Doctors could see real-time images of the effects of their treatments in unprecedented detail

A technique that significantly boosts the sensitivity of magnetic resonance imaging (MRI) is on the verge of clinical trials which, if successful, could allow doctors to assess the effects of cancer drugs on a tumour within hours.

Kevin Brindle of the University of Cambridge, UK, says that his method improves the signal to noise ratio of an MRI scan by up to 10000 times. This sharpens MRI images enough to reveal rapidly whether cells in a tumour are dying in response to a particular drug, essential when doctors now have a range to different treatments to choose from. ’This will go into human clinic trials with healthy volunteers within the next year, and into clinical trials with cancer patients within the next two years,’ said Brindle.

His technique involves injecting patients with a biochemical called pyruvate, which is normally converted quickly into lactate by healthy cells. But this process is much slower in dying cells, allowing pyruvate to linger long enough to be tracked by MRI, highlighting regions where anticancer drugs are taking effect.

Absolute zero

MRI produces images by measuring how certain atomic nuclei, such as 1H and 13C, interact with an external magnetic field. Each nucleus is a spinning charge, which acts like a tiny bar magnet and can either align itself with or against the field. A burst of radio waves from the MRI machine flips the nuclei between these two states, leaving more nuclei in a higher-energy state. As these nuclei relax and lose their energy, they re-emit radio waves which are detected by receiver coils in the MRI scanner. Since nuclei in different types of tissue relax at different rates, this can produce a detailed scan of the patient’s internal organs.

However, the signal detected by the machine depends on the difference between the number of nuclei in the two states - and under normal conditions, this difference is tiny. ’But you can improve the population difference by lowering the temperature,’ explained Brindle. In fact, at temperatures close to absolute zero (-273?C), all the nuclei will be in the lower of the two energy states - the sample is said to be spin polarised.

But injecting pyruvate at absolute zero into a patient clearly isn’t an option. The answer, developed in collaboration with Buckinghamshire-based diagnostics firm Amersham (now part of GE Healthcare), turned out to be ’incredibly simple,’ said Brindle. ’You just blast your sample out with hot water, which quickly brings it from about 1K to room temperature.’ 
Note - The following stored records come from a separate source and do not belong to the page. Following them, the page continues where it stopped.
impl AppConfig {
    /// Validates all configuration parameters.
    ///
    /// Returns `Ok(())` if all parameters are valid, or `Err` with a description
    /// of the first validation failure.
    pub fn validate(&self) -> anyhow::Result<()> {
        // World
        anyhow::ensure!(self.world.width > 0, "World width must be positive");
        anyhow::ensure!(self.world.depth > 0, "World depth must be positive");
        anyhow::ensure!(self.world.cell_size > 0.0, "Cell size must be positive");
        anyhow::ensure!(
            self.world.perception_radius > 0.0,
            "Perception radius must be positive"
        );
        anyhow::ensure!(
            self.world.max_speed > 0.0 && self.world.max_force > 0.0,
            "Max speed and max force must be positive"
        );
        anyhow::ensure!(
            self.world.max_energy > 0.0 && self.world.max_hunger > 0.0,
            "Resource maxima must be positive"
        );
        anyhow::ensure!(
            self.world.energy_regen >= 0.0 && self.world.hunger_decay >= 0.0,
            "Resource rates must be non-negative"
        );

        // Hierarchy
        anyhow::ensure!(
            self.hierarchy.eval_interval > 0,
            "Rank evaluation interval must be positive"
        );
        anyhow::ensure!(
            self.hierarchy.strength_jitter >= 0.0 && self.hierarchy.strength_jitter < 1.0,
            "Strength jitter must be in [0.0, 1.0)"
        );
        anyhow::ensure!(
            self.hierarchy.juvenile_age_factor > 0.0 && self.hierarchy.juvenile_age_factor <= 1.0,
            "Juvenile age factor must be in (0.0, 1.0]"
        );
        anyhow::ensure!(
            self.hierarchy.follow_distance < self.hierarchy.cohesion_distance,
            "Follow distance must be below cohesion distance"
        );

        // Hunting
        anyhow::ensure!(
            self.hunting.pursuit_speed > 0.0 && self.hunting.max_force > 0.0,
            "Pursuit speed and force must be positive"
        );
        anyhow::ensure!(
            self.hunting.strike_distance < self.hunting.assembly_distance,
            "Strike distance must be below assembly distance"
        );
        anyhow::ensure!(
            self.hunting.min_pack_size >= 1,
            "Minimum hunting pack size must be at least 1"
        );
        anyhow::ensure!(
            self.hunting.hunt_energy_cost >= 0.0,
            "Hunt energy cost must be non-negative"
        );
        anyhow::ensure!(
            self.hunting.full_energy >= self.hunting.hunt_energy_cost,
            "Full energy must cover one hunt"
        );
        anyhow::ensure!(
            self.hunting.give_up_ticks > 0 && self.hunting.order_ttl_ticks > 0,
            "Hunt give-up and order TTL must be positive"
        );
        anyhow::ensure!(
            !self.hunting.prey_species.is_empty(),
            "Prey allow-list must not be empty"
        );
        anyhow::ensure!(
            !self.hunting.prey_species.contains(&Species::Player),
            "Players can never be prey"
        );

        // Territory
        anyhow::ensure!(
            self.territory.core_radius > 0.0,
            "Core radius must be positive"
        );
        anyhow::ensure!(
            self.territory.core_radius < self.territory.outer_radius,
            "Core radius must be below outer radius"
        );
        anyhow::ensure!(
            self.territory.boundary_fraction > 0.0 && self.territory.boundary_fraction <= 1.0,
            "Boundary fraction must be in (0.0, 1.0]"
        );
        anyhow::ensure!(
            self.territory.scent_interval > 0,
            "Scent interval must be positive"
        );

        // Siege
        anyhow::ensure!(
            self.siege.commander_min_standoff < self.siege.commander_max_standoff,
            "Commander standoff band is empty"
        );
        anyhow::ensure!(
            self.siege.settlement_radius > 0.0,
            "Settlement radius must be positive"
        );
        anyhow::ensure!(
            self.siege.perimeter_band > 0.0 && self.siege.perimeter_band <= 1.0,
            "Perimeter band must be in (0.0, 1.0]"
        );

        // Scheduler
        anyhow::ensure!(
            self.scheduler.check_interval > 0,
            "Siege check interval must be positive"
        );
        anyhow::ensure!(
            (0.0..=1.0).contains(&self.scheduler.base_chance)
                && (0.0..=1.0).contains(&self.scheduler.blizzard_chance),
            "Siege chances must be in [0.0, 1.0]"
        );
        anyhow::ensure!(
            self.scheduler.retreat_casualty_fraction > 0.0
                && self.scheduler.retreat_casualty_fraction <= 1.0,
            "Retreat casualty fraction must be in (0.0, 1.0]"
        );

        Ok(())
    }

    /// Parses and validates a TOML document. Missing sections keep their defaults.
    pub fn from_toml(content: &str) -> anyhow::Result<Self> {
        let config = toml::from_str::<Self>(content)?;
        config.validate()?;
        Ok(config)
    }

    /// Digest of the behavior sections, used to tag saves and run summaries.
    #[must_use]
    pub fn fingerprint(&self) -> String {
        use sha2::{Digest, Sha256};
        let mut hasher = Sha256::new();
        hasher.update(format!("{:?}", self.hierarchy).as_bytes());
        hasher.update(format!("{:?}", self.hunting).as_bytes());
        hasher.update(format!("{:?}", self.territory).as_bytes());
        hasher.update(format!("{:?}", self.siege).as_bytes());
        hasher.update(format!("{:?}", self.scheduler).as_bytes());
        hex::encode(hasher.finalize())
    }
}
This makes it suitable for injection, while keeping most of the nuclei in their lower-energy state for long enough to take a high-quality snapshot of the patient’s tissue. ’The agent circulates around the body within a few seconds, so you can take images within five seconds of injecting it,’ said Brindle, who described the technique on 3 October at the LAB conference and laboratory equipment exhibition at London’s ExCel centre.

Acid diagnosis

Brindle is now working on a similar approach to create a MRI probe for pH. Bicarbonate molecules normally react rapidly in the body with acid to form carbon dioxide. So injecting spin-polarised bicarbonate and then using imaging to check the ratio of the two compounds reveals the pH of the tissue, a useful diagnostic for disease. ’Disease is usually associated with inflamed tissue, which has a low pH, and tumours also have a low pH,’ Brindle pointed out.

The technique is currently limited to the few molecules that can retain polarisation for particularly long time periods. Using carbon nuclei, this means finding a molecule with a carbon atom at least three or four bonds away from the nearest hydrogen - otherwise, coupling between the nuclei means a rapid loss of polarisation. 

John van Duynhoven, NMR specialist with consumer product multinational Unilever, told Chemistry World that the polarisation technique might work with a few carefully chosen molecules, but there would be further work to do before it could be used more generally.